Iwanggin menyambut baik upaya membangun Zona Integritas
internal Imigrasi, dan juga sepakat dilakukannya sinergitas pengawasan dari
setiap instansi sesuai dengan kewenanganan. Dalam kaitan dengan membangun Zona
Integritas menuju WBK dan WBBM, tentunya pelayanan publik menjadi salah satu
bagian yang perlu diperhatikan, sebagaimana diketahui hasil penilaian Ombudsman
RI terhadap pemenuhan standar pelayanan, Imigrasi Papua memperoleh penilaian
tinggi (zonasi hijau) tahun 2017 sehingga di tahun 2018 tidak diikutkan dalam
penilaian. "Imigrasi diwilayah Papua telah masuk zona kepatuhan tinggi sehingga
tidak diikutkan kembali dalam penilaian 2018, sehingga dalam rangka Zona Integritas
WBK dan WBBM pemenuhan standar pelayanan tetap diperhatikan sebagai bagian
membangun Wilayah Bebas Korupsi (WBK)," ujar Iwanggin.
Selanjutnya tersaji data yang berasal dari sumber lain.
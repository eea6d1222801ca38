//! Character commands and the state-update function.
//!
//! Every user-initiated transition on a character sheet is a
//! [`CharacterCommand`] processed by [`apply`]: one synchronous pass over
//! the in-memory character that either mutates it and reports events, or
//! refuses and leaves it untouched. Persistence and record resolution stay
//! outside; callers pass the already-collected fixed bonuses in.

use chrono::{DateTime, Utc};

use crate::entities::{Character, ModifierSource};
use crate::error::DomainError;
use crate::events::CharacterEvent;
use crate::stats::{Buff, FixedBonuses, StatBreakdown};
use crate::value_objects::{Augment, AugmentKind, ResourceKind};

/// How many times an ability is used at once. Always at least one; prompted
/// from the user when the ability has a cost, defaulting to one otherwise.
#[derive(Debug, Clone, Copy, PartialEq, Eq)]
pub struct CostMultiplier(u32);

impl CostMultiplier {
    pub const ONE: CostMultiplier = CostMultiplier(1);

    pub fn new(value: u32) -> Result<Self, DomainError> {
        if value == 0 {
            return Err(DomainError::validation("multiplier must be at least 1"));
        }
        Ok(Self(value))
    }

    pub fn get(self) -> u32 {
        self.0
    }
}

impl Default for CostMultiplier {
    fn default() -> Self {
        Self::ONE
    }
}

/// Snapshot of the card being used in combat: identity, cost and augments,
/// detached from the record so the processor never touches the store.
#[derive(Debug, Clone, PartialEq)]
pub struct AbilityUse {
    pub source_id: String,
    pub source_name: String,
    pub mana_cost: i32,
    pub augments: Vec<Augment>,
}

impl AbilityUse {
    pub fn from_source(source: ModifierSource<'_>) -> Self {
        Self {
            source_id: source.id_string(),
            source_name: source.name().to_string(),
            mana_cost: source.mana_cost(),
            augments: source.augments().to_vec(),
        }
    }
}

/// A user-initiated transition on the in-play character.
#[derive(Debug, Clone, PartialEq)]
pub enum CharacterCommand {
    /// Spend the ability's mana cost and grant its temporary augments.
    UseAbility {
        ability: AbilityUse,
        multiplier: CostMultiplier,
    },
    EnterCombat,
    EndCombat,
    /// Manual life/mana edit. Losses drain buffs before the pool; gains cap
    /// at the permanent maximum.
    AdjustResource { resource: ResourceKind, delta: i32 },
    /// Manual money edit, clamped at zero.
    AdjustMoney { delta: i64 },
}

/// Apply one command to a character.
///
/// `fixed` must be the bonuses collected from the character's resolved
/// items and spells; it bounds resource gains. On error the character is
/// untouched.
pub fn apply(
    character: &mut Character,
    fixed: &FixedBonuses,
    command: CharacterCommand,
    now: DateTime<Utc>,
) -> Result<Vec<CharacterEvent>, DomainError> {
    match command {
        CharacterCommand::UseAbility {
            ability,
            multiplier,
        } => use_ability(character, ability, multiplier, now),
        CharacterCommand::EnterCombat => enter_combat(character),
        CharacterCommand::EndCombat => Ok(end_combat(character)),
        CharacterCommand::AdjustResource { resource, delta } => {
            Ok(adjust_resource(character, fixed, resource, delta))
        }
        CharacterCommand::AdjustMoney { delta } => Ok(adjust_money(character, delta)),
    }
}

fn use_ability(
    character: &mut Character,
    ability: AbilityUse,
    multiplier: CostMultiplier,
    now: DateTime<Utc>,
) -> Result<Vec<CharacterEvent>, DomainError> {
    if !character.is_in_combat {
        return Err(DomainError::invalid_state_transition(
            "abilities are used in combat",
        ));
    }

    let cost = ability.mana_cost.max(0) * multiplier.get() as i32;
    let available = character.attributes.current(ResourceKind::Mana);
    if available < cost {
        return Err(DomainError::insufficient(
            ResourceKind::Mana,
            cost as i64,
            available as i64,
        ));
    }

    // Everything below is infallible: the refusal paths are behind us.
    character
        .attributes
        .set_current(ResourceKind::Mana, available - cost);

    let mut events = vec![CharacterEvent::AbilityUsed {
        source_name: ability.source_name.clone(),
        cost,
    }];

    let mut buffs = Vec::new();
    for augment in &ability.augments {
        if augment.kind != AugmentKind::Temporary {
            continue;
        }
        match augment.resolved() {
            Some((_, value)) => buffs.push(Buff {
                name: augment.target.clone(),
                value: value * multiplier.get() as i32,
            }),
            None => {
                tracing::warn!(
                    source = ability.source_name.as_str(),
                    target = augment.target.as_str(),
                    "skipping malformed buff"
                );
            }
        }
    }

    if !buffs.is_empty() {
        let source_name = format!("{} (x{})", ability.source_name, multiplier.get());
        let count = buffs.len();
        character
            .active_buffs
            .grant(ability.source_id, source_name.clone(), now, buffs);
        events.push(CharacterEvent::BuffsGranted { source_name, count });
    }

    Ok(events)
}

fn enter_combat(character: &mut Character) -> Result<Vec<CharacterEvent>, DomainError> {
    if !character.in_play {
        return Err(DomainError::constraint(
            "only the in-play character can enter combat",
        ));
    }
    if character.is_in_combat {
        return Ok(Vec::new());
    }
    character.is_in_combat = true;
    Ok(vec![CharacterEvent::CombatStarted])
}

fn end_combat(character: &mut Character) -> Vec<CharacterEvent> {
    let buffs_cleared = !character.active_buffs.is_empty();
    character.clear_combat_state();
    vec![CharacterEvent::CombatEnded { buffs_cleared }]
}

fn adjust_resource(
    character: &mut Character,
    fixed: &FixedBonuses,
    resource: ResourceKind,
    delta: i32,
) -> Vec<CharacterEvent> {
    if delta == 0 {
        return Vec::new();
    }

    let stat = resource.stat_key();
    let previous = character.attributes.current(resource);

    let (absorbed, current) = if delta < 0 {
        let depletion = character.active_buffs.deplete(stat.wire_name(), -delta);
        (depletion.absorbed, (previous - depletion.remainder).max(0))
    } else {
        let max = StatBreakdown::new(character.attributes.base(stat), fixed.stat(stat), 0)
            .permanent_max();
        (0, (previous + delta).min(max))
    };

    character.attributes.set_current(resource, current);
    vec![CharacterEvent::ResourceChanged {
        resource,
        absorbed,
        previous,
        current,
    }]
}

fn adjust_money(character: &mut Character, delta: i64) -> Vec<CharacterEvent> {
    if delta == 0 {
        return Vec::new();
    }
    let previous = character.money;
    character.money = (previous + delta).max(0);
    vec![CharacterEvent::MoneyChanged {
        previous,
        current: character.money,
    }]
}
//! Fixed-bonus aggregation.
//!
//! Scans the augment lists of a character's resolved items and spells and
//! sums the permanent ("fixo") modifiers per stat, bucketing unknown target
//! names into a skill-bonus map under their original spelling. Malformed
//! entries are skipped with a log line; aggregation never fails.

use std::collections::BTreeMap;

use crate::entities::ModifierSource;
use crate::value_objects::{AugmentKind, StatKey, StatTarget};

/// Summed permanent bonuses, keyed per stat and per skill name.
#[derive(Debug, Clone, Default, PartialEq, Eq)]
pub struct FixedBonuses {
    stats: BTreeMap<StatKey, i32>,
    skills: BTreeMap<String, i32>,
}

impl FixedBonuses {
    /// Total fixed bonus for a stat, zero when no source touches it.
    pub fn stat(&self, stat: StatKey) -> i32 {
        self.stats.get(&stat).copied().unwrap_or(0)
    }

    /// Total fixed bonus for a named skill, zero when no source touches it.
    pub fn skill(&self, name: &str) -> i32 {
        self.skills.get(name).copied().unwrap_or(0)
    }

    /// Skill bonuses under their original spellings.
    pub fn skills(&self) -> impl Iterator<Item = (&str, i32)> {
        self.skills.iter().map(|(name, value)| (name.as_str(), *value))
    }

    pub fn is_empty(&self) -> bool {
        self.stats.is_empty() && self.skills.is_empty()
    }

    fn add(&mut self, target: StatTarget, value: i32) {
        match target {
            StatTarget::Stat(key) => *self.stats.entry(key).or_insert(0) += value,
            StatTarget::Skill(name) => *self.skills.entry(name).or_insert(0) += value,
        }
    }
}

/// Sum the fixed augments of every source. Order-independent: any
/// permutation of the same sources yields the same totals.
pub fn collect_fixed<'a>(sources: impl IntoIterator<Item = ModifierSource<'a>>) -> FixedBonuses {
    let mut bonuses = FixedBonuses::default();
    for source in sources {
        for augment in source.augments() {
            if augment.kind != AugmentKind::Fixed {
                continue;
            }
            match augment.resolved() {
                Some((target, value)) => bonuses.add(target, value),
                None => {
                    tracing::warn!(
                        source = source.name(),
                        target = augment.target.as_str(),
                        "skipping malformed augment"
                    );
                }
            }
        }
    }
    bonuses
}
//! Use-ability action.
//!
//! Spends the ability's mana cost (times the chosen multiplier) from the
//! in-play character, then hands the ability's temporary augments to the
//! buff ledger. Refuses without mutating when mana is short.

use chrono::Utc;

use cardstock_domain::{apply, AbilityUse, CharacterCommand, CostMultiplier, ModifierSource};

use crate::repositories::{CharacterRecords, ItemRecords, SpellRecords};
use crate::use_cases::links::fixed_bonuses_for;

use super::error::PlayError;
use super::types::{AbilityRef, ActionOutcome};

pub struct UseAbility {
    characters: CharacterRecords,
    spells: SpellRecords,
    items: ItemRecords,
}

impl UseAbility {
    pub fn new(characters: CharacterRecords, spells: SpellRecords, items: ItemRecords) -> Self {
        Self {
            characters,
            spells,
            items,
        }
    }

    pub async fn execute(
        &self,
        source: AbilityRef,
        multiplier: CostMultiplier,
    ) -> Result<ActionOutcome, PlayError> {
        let mut character = self
            .characters
            .find_in_play()
            .await?
            .ok_or(PlayError::NoCharacterInPlay)?;

        let ability = match source {
            AbilityRef::Spell(id) => {
                let spell = self.spells.get(id).await?.ok_or(PlayError::SourceNotFound)?;
                AbilityUse::from_source(ModifierSource::from(&spell))
            }
            AbilityRef::Item(id) => {
                let item = self.items.get(id).await?.ok_or(PlayError::SourceNotFound)?;
                AbilityUse::from_source(ModifierSource::from(&item))
            }
        };

        let fixed = fixed_bonuses_for(&character, &self.items, &self.spells).await?;
        let events = apply(
            &mut character,
            &fixed,
            CharacterCommand::UseAbility {
                ability,
                multiplier,
            },
            Utc::now(),
        )?;

        self.characters.save(&character).await?;
        Ok(ActionOutcome { character, events })
    }
}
Divisi Imigrasi Kementerian Hukum dan HAM Republik
Indonesia Kantor Wilayah Papua dan Ombudsman Republik Indonesia Perwakilan
Provinsi Papua sepakat bahwa kerja pengawasan terhadap layanan terhadap orang
asing harus sinergi antara unit pengawasan setiap instansi terkait, sehingga
sebagai tindak lanjut, akan dilaksanakan rapat sinergitas Tim Pora (Pengawasan
Orang Asing) ditingkat Provinsi Papua dalam waktu dekat.